(EXERCISE DIRECTIONS)
Produce as output only the lines below starting at the line with "filename packages/host/src/main.rs" and continuing through the line with "fn main() ->", each one exactly as written.
PROVIDED RECORDS below:
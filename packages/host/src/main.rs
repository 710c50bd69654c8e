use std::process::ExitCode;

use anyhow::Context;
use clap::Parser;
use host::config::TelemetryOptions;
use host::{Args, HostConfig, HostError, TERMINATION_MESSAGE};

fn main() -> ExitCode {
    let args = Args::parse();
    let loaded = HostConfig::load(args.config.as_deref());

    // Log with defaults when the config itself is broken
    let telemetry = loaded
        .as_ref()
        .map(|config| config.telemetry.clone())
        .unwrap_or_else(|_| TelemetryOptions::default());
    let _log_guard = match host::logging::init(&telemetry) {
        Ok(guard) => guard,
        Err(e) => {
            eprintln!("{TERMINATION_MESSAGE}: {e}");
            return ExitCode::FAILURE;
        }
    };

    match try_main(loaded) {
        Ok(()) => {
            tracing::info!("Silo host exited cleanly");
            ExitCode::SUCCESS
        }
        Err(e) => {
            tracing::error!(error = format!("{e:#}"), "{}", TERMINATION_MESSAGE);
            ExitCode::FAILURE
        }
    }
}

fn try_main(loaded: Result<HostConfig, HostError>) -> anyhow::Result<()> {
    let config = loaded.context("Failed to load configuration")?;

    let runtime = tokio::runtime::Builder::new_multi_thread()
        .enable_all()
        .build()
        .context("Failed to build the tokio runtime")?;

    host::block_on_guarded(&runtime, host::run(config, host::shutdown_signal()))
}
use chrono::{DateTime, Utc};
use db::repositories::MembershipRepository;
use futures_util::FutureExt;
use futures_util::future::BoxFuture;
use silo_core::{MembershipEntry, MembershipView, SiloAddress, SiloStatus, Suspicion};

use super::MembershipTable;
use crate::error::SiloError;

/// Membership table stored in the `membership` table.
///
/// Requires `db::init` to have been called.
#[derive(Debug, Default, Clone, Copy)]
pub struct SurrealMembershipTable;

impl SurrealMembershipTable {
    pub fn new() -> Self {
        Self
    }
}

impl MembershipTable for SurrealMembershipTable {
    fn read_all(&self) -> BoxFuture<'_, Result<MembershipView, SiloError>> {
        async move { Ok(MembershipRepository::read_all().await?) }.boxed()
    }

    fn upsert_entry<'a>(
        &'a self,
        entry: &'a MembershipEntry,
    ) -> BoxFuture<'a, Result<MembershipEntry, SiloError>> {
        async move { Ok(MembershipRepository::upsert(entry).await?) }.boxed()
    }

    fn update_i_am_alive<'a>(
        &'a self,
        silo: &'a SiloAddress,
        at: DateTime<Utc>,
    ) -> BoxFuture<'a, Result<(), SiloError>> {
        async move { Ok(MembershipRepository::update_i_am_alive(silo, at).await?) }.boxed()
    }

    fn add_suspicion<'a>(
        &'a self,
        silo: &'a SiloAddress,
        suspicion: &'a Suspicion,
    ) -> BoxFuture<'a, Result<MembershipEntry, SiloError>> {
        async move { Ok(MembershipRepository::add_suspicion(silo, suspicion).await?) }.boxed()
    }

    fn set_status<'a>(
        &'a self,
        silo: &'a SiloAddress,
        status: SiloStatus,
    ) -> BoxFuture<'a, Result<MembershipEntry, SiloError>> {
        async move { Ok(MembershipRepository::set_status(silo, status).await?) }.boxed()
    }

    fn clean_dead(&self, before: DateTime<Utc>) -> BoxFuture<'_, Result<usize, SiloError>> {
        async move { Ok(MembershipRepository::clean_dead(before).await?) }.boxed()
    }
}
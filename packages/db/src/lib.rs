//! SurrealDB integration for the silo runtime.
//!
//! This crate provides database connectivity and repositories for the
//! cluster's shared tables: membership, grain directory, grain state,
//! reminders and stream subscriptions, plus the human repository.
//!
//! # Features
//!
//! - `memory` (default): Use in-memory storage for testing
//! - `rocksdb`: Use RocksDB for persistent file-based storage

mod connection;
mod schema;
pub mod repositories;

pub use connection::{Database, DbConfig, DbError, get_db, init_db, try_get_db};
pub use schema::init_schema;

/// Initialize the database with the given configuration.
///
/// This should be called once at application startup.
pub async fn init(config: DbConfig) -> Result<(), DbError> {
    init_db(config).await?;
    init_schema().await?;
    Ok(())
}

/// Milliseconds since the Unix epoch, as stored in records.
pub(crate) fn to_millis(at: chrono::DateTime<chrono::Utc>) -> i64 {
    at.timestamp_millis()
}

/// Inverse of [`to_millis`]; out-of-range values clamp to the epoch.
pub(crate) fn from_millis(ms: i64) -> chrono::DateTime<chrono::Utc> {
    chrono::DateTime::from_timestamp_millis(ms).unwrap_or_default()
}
End of PROVIDED RECORDS.
PROVIDED RECORDS below:
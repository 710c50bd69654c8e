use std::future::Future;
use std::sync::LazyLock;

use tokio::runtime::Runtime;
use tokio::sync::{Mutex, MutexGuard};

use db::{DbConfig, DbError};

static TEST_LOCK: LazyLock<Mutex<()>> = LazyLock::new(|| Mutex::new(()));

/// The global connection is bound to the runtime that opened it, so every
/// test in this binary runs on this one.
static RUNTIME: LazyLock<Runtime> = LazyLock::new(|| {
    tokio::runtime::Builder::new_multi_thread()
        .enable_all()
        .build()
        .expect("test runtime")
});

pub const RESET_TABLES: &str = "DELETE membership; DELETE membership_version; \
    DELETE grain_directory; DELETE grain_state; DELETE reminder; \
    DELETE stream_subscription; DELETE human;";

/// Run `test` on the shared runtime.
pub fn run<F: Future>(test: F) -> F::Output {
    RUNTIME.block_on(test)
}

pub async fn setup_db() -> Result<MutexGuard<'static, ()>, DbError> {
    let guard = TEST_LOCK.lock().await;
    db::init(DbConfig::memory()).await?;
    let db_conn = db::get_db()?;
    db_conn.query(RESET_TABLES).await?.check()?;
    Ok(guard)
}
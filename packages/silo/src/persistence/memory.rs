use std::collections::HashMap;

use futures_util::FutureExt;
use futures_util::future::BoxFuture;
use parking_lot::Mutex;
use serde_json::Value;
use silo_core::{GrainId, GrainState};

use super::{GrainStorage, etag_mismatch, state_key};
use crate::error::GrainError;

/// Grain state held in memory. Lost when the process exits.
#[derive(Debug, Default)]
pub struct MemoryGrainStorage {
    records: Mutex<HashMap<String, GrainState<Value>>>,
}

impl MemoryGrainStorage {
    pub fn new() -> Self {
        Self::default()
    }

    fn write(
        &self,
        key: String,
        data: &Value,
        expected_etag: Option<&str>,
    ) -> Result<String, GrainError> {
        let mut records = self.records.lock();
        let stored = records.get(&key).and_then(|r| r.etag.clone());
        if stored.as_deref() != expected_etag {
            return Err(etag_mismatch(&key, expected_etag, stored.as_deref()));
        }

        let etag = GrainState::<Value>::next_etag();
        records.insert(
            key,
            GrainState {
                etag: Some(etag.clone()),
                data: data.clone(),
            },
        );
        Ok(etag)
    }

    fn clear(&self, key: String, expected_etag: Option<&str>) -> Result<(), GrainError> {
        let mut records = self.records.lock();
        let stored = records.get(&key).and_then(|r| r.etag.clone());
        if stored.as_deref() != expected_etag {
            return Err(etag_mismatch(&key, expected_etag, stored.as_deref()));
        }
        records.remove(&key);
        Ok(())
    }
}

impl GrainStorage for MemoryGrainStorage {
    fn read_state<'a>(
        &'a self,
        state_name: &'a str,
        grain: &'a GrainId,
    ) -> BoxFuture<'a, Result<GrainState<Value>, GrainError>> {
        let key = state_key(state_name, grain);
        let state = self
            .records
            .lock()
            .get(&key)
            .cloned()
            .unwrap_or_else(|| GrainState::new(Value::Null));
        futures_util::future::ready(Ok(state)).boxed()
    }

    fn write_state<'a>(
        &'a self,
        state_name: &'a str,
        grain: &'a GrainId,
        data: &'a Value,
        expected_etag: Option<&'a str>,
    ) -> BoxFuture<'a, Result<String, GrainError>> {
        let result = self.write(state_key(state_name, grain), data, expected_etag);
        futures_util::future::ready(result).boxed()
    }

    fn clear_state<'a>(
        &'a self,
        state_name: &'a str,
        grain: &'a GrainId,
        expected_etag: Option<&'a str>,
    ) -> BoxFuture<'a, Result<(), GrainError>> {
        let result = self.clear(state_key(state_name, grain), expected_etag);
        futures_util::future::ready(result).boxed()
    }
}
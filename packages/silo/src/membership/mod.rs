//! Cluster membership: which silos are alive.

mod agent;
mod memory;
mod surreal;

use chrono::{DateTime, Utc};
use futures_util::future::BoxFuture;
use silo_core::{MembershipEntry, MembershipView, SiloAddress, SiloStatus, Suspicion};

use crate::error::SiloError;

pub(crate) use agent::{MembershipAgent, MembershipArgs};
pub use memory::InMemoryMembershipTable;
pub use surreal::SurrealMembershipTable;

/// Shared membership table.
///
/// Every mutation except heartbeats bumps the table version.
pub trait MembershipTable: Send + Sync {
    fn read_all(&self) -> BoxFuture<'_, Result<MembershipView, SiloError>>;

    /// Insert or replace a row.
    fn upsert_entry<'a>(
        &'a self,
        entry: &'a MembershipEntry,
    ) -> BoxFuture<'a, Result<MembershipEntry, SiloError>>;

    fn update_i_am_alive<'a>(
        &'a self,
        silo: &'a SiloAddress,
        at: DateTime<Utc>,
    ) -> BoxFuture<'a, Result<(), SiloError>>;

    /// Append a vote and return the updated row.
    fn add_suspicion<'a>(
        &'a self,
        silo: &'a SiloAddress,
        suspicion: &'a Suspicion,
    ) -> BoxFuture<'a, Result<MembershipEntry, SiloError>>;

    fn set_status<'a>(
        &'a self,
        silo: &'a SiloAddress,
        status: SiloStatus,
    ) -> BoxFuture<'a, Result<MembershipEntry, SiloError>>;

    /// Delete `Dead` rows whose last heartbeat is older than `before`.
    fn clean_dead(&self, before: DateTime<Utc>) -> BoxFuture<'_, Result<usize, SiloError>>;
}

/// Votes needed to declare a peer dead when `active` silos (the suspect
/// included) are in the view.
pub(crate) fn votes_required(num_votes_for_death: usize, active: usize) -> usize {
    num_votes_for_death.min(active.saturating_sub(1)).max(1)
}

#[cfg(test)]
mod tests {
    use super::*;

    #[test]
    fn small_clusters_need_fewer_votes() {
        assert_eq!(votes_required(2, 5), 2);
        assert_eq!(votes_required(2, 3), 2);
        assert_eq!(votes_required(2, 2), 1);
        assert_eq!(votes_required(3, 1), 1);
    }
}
End of PROVIDED RECORDS.
(RESULT)
filename packages/host/src/main.rs
repository 710c50bd69654c8e
use std::process::ExitCode;

use anyhow::Context;
use clap::Parser;
use host::config::TelemetryOptions;
use host::{Args, HostConfig, HostError, TERMINATION_MESSAGE};

fn main() -> ExitCode {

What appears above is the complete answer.